1.3.3质谱条件 电喷雾离子源(ESI)，正离子多反应监测模式扫描；喷雾电压(ion-spray voltage)5 500 V；雾化气Gas1压强413.7 kPa；辅助雾化气Gas2压强344.7 kPa；气帘气(curtain gas)压强137.9 kPa；离子源温度300 ℃；去簇电压60 V；检测时间20 ms；糖苷检测离子对列于表1。

表1 糖苷检测的离子对Table 1 Ion pairs of mentioned glycoside detection

2 结果与讨论

2.1 中心切割二维液相色谱-串联质谱系统的建立

本研究建立的中心切割二维液相色谱检测装置示于图1。第一维色谱系统(1D)利用C18柱对样品基质分离除杂，将目标馏分经中心切割至第二维色谱柱内收集保留，再利用第二维色谱系统(2D)分离后进行定量检测。同时，在分析过程中通过六通阀切换，达到理想的分离纯化效果。
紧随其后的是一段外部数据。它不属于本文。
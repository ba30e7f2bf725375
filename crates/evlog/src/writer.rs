//! Event log writer and flush coordination
//!
//! Producer threads append records into their own buffers through the
//! two-phase protocol in [`crate::handle`]. The writer owns the registry of
//! thread handles, the buffer arena and the sink, and moves buffered records
//! to the sink on overflow, on [`EventLogWriter::flush`] and on stop.
//!
//! Lock order: registry, then a handle's persist guard, then a buffer, then
//! the sink.

use crate::buffer::{BufferArena, SlotId, ThreadLocalBuffer};
use crate::capture::{CaptureControl, CaptureState};
use crate::handle::{self, local_handle, Teardown, ThreadHandle};
use crate::scope::{EventScope, ScopeMode};
use crate::stats::{StatsCounters, WriterStats};
use evlog_core::{
    error::{EvlogError, Result},
    observe,
    record::{record_size, EventHeader, EventNameHash, LogHeader, MAX_PAYLOAD_SIZE, PROLOG_SIZE},
    sink::{EventSink, OpenMode, SinkFactory, SinkInfo},
    WriterConfig,
};
use evlog_file_sink::{log_file_path, FileSinkFactory};
use parking_lot::Mutex;
use std::path::{Path, PathBuf};
use std::sync::atomic::{AtomicBool, AtomicU64, Ordering};
use std::sync::Arc;
use std::time::Instant;

static NEXT_WRITER_ID: AtomicU64 = AtomicU64::new(1);

/// Concurrent binary event logger
///
/// Cheap to clone; all clones share one log. Dropping the last clone stops the
/// writer, persisting everything still buffered.
///
/// # Example
///
/// ```no_run
/// use evlog::{EventLogWriter, EventNameHash, WriterConfig};
///
/// # fn main() -> evlog::Result<()> {
/// let writer = EventLogWriter::new(WriterConfig::default())?;
/// writer.start("./logs/run.azel")?;
///
/// if let Some(mut scope) = writer.record_event_begin(EventNameHash::from_name("tick"), 4, 0) {
///     scope.payload_mut().copy_from_slice(&7u32.to_le_bytes());
/// }
/// writer.record_string_event(EventNameHash::from_name("note"), "frame done", 0);
///
/// writer.stop()?;
/// # Ok(())
/// # }
/// ```
#[derive(Clone)]
pub struct EventLogWriter {
    pub(crate) inner: Arc<WriterInner>,
}

pub(crate) struct WriterInner {
    id: u64,
    pub(crate) config: WriterConfig,
    pub(crate) arena: BufferArena,
    /// Coarse lock: registration, deregistration and flush passes
    pub(crate) registry: Mutex<Vec<Arc<ThreadHandle>>>,
    /// Fine lock: every byte written to the sink
    pub(crate) sink: Mutex<Option<Box<dyn EventSink>>>,
    pub(crate) factory: Arc<dyn SinkFactory>,
    pub(crate) stopped: AtomicBool,
    pub(crate) capture: CaptureControl,
    pub(crate) stats: StatsCounters,
}

impl EventLogWriter {
    /// Create a stopped writer backed by log files
    pub fn new(config: WriterConfig) -> Result<Self> {
        let factory = Arc::new(FileSinkFactory::new(config.write_buffer_size));
        Self::with_sink_factory(config, factory)
    }

    /// Create a stopped writer backed by a custom sink
    pub fn with_sink_factory(config: WriterConfig, factory: Arc<dyn SinkFactory>) -> Result<Self> {
        config.validate()?;
        let arena = BufferArena::new(config.arena_slots(), config.buffer_size);
        Ok(Self {
            inner: Arc::new(WriterInner {
                id: NEXT_WRITER_ID.fetch_add(1, Ordering::Relaxed),
                config,
                arena,
                registry: Mutex::new(Vec::new()),
                sink: Mutex::new(None),
                factory,
                stopped: AtomicBool::new(true),
                capture: CaptureControl::new(),
                stats: StatsCounters::default(),
            }),
        })
    }

    pub fn config(&self) -> &WriterConfig {
        &self.inner.config
    }

    /// Open `path` (truncating it), write the log header and accept events
    pub fn start(&self, path: impl AsRef<Path>) -> Result<()> {
        self.inner.start(path.as_ref())
    }

    /// Start logging into `<dir>/<hint>.<ext>`, returning the chosen path
    ///
    /// With `timestamp_log_files` set, the local time is appended to the hint.
    pub fn start_in(&self, dir: impl AsRef<Path>, hint: &str) -> Result<PathBuf> {
        let config = &self.inner.config;
        let path = log_file_path(
            dir.as_ref(),
            hint,
            config.timestamp_log_files,
            &config.file_extension,
        );
        self.inner.start(&path)?;
        Ok(path)
    }

    /// Refuse new events, persist every buffered record and close the sink
    ///
    /// During a performance capture the sink stays open until the last open
    /// event ends; the previous log is not reopened.
    pub fn stop(&self) -> Result<()> {
        self.inner.stop()
    }

    /// Persist every record committed before this call
    ///
    /// Events begun while the flush runs may or may not be included.
    pub fn flush(&self) -> Result<()> {
        let registry = self.inner.registry.lock();
        if self.inner.sink.lock().is_none() {
            return Ok(());
        }
        self.inner.flush_handles(&registry)
    }

    /// Reserve a record of `size` payload bytes for the calling thread
    ///
    /// The record is committed when the returned scope is dropped. Returns
    /// `None` while stopped, for records that can never fit a buffer, or when
    /// the thread already has a scope open.
    pub fn record_event_begin(
        &self,
        name: impl Into<EventNameHash>,
        size: u16,
        flags: u16,
    ) -> Option<EventScope<'_>> {
        self.inner.begin_event(name.into(), size, flags)
    }

    /// Record `payload` as one event; false if it was dropped
    pub fn record_event(&self, name: impl Into<EventNameHash>, payload: &[u8], flags: u16) -> bool {
        let name = name.into();
        let Ok(size) = u16::try_from(payload.len()) else {
            tracing::warn!(
                "Dropping event {}: {} byte payload exceeds the {} byte limit",
                name,
                payload.len(),
                MAX_PAYLOAD_SIZE
            );
            self.inner.drop_event("payload_too_large");
            return false;
        };
        match self.inner.begin_event(name, size, flags) {
            Some(mut scope) => {
                scope.payload_mut().copy_from_slice(payload);
                true
            }
            None => false,
        }
    }

    /// Record `text` as a string event (UTF-8, no terminator)
    pub fn record_string_event(&self, name: impl Into<EventNameHash>, text: &str, flags: u16) -> bool {
        self.record_event(name, text.as_bytes(), flags)
    }

    /// Deregister the calling thread, persisting its buffered records
    ///
    /// Returns `Ok(false)` if the thread was not registered or still has a
    /// scope open. A failed write still releases the thread and is returned
    /// as the error. The next event from this thread registers it again.
    pub fn release_current_thread(&self) -> Result<bool> {
        if let Some(handle) = local_handle(&self.inner, false) {
            if handle.pending().is_some() {
                tracing::warn!(
                    "Cannot release thread {} while it has an event open",
                    handle.thread_id()
                );
                return Ok(false);
            }
        }
        handle::release_local_handle(self.inner.id)
    }

    pub fn is_running(&self) -> bool {
        !self.inner.stopped.load(Ordering::Acquire)
    }

    /// Path of the open sink
    pub fn current_path(&self) -> Option<PathBuf> {
        self.inner.sink.lock().as_ref().map(|s| s.path().to_path_buf())
    }

    pub fn sink_info(&self) -> Option<SinkInfo> {
        self.inner.sink.lock().as_deref().map(SinkInfo::of)
    }

    pub fn registered_threads(&self) -> usize {
        self.inner.registry.lock().len()
    }

    /// Bytes used in the calling thread's active buffer, Prolog space included
    pub fn thread_buffer_used_bytes(&self) -> Option<usize> {
        let handle = local_handle(&self.inner, false)?;
        let slot = handle.active()?;
        Some(self.inner.arena.slot(slot).buffer.lock().used_bytes())
    }

    pub fn stats(&self) -> WriterStats {
        let registered = self.registered_threads();
        self.inner.stats.snapshot(registered)
    }
}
图1 中心切割反相/反相二维液相色谱系统Fig.1 Heart-cutting Rp/Rp two dimensional liquid chromatography system

烟叶糖苷的化学结构复杂，标准样品难以获得，因此，采用易获得的芸香苷标样代替。由于烟叶潜香类糖苷与芸香苷的极性相似，在反相液相色谱上的保留时间接近[22]。采用芸香苷标样对糖苷可能流出的区域进行标记，在此基础上确定二维切割时间，将烟叶潜香类糖苷转移至第二维反相液相色谱进一步分离。芸香苷的一维液相色谱紫外吸收图示于图2，保留时间为17.3 min，推测烟叶糖苷可能在附近共流出。

以芸香苷保留时间为基准，分别将二维切割时间设置为15～16 min、16～17 min、17～18 min、18～19 min。馏分经过补液稀释后在捕集柱上富集，通过阀转动，被第二维流动相分离后进入MRM模式。第一维不同切割时间的糖苷MRM谱图示于图3。第一维切割15～16 min、18～19 min馏分中均无3种糖苷目标物；第一维切割16～17、17～18 min馏分中，3种糖苷均有信号。因此确定第一维馏分切割时间为16～18 min。

注：a.芸香苷标样;b.烟叶样品图2 一维液相色谱的紫外吸收谱图Fig.2 UV absorption spectra in the first dimensional chromatography

注：a.15～16 min；b.c.16～17 min；d.e.17～18 min；f.18～19 min图3 不同切割时间的第一维馏分经第二维分离后进入质谱的MRM图Fig.3 MRM diagrams of glycoside mentioned in the first dimensional step during different elution times

2.2 方法重复性

对实际样品中糖苷A、B和C进行日内、日间重复性考察，结果列于表2。结果表明，日内重复性相对标准偏差(RSD)在1.0%～3.2%之间，日间重复性RSD在2.8%～8.4%之间，能够满足日常检测需求。

2.3 不同类型烟叶样品考察

本实验测定了不同类型的烟叶样品，结果列于表3。可见，白肋烟中糖苷含量很低，烤后烟叶和青烟叶中糖苷含量较高，与文献[21]报道一致。香料烟、晒红烟、晒黄烟中糖苷的相对含量约为烤烟的10%～20%，这可能由于白肋烟、晒烟在晾晒调制过程中糖苷发生了降解。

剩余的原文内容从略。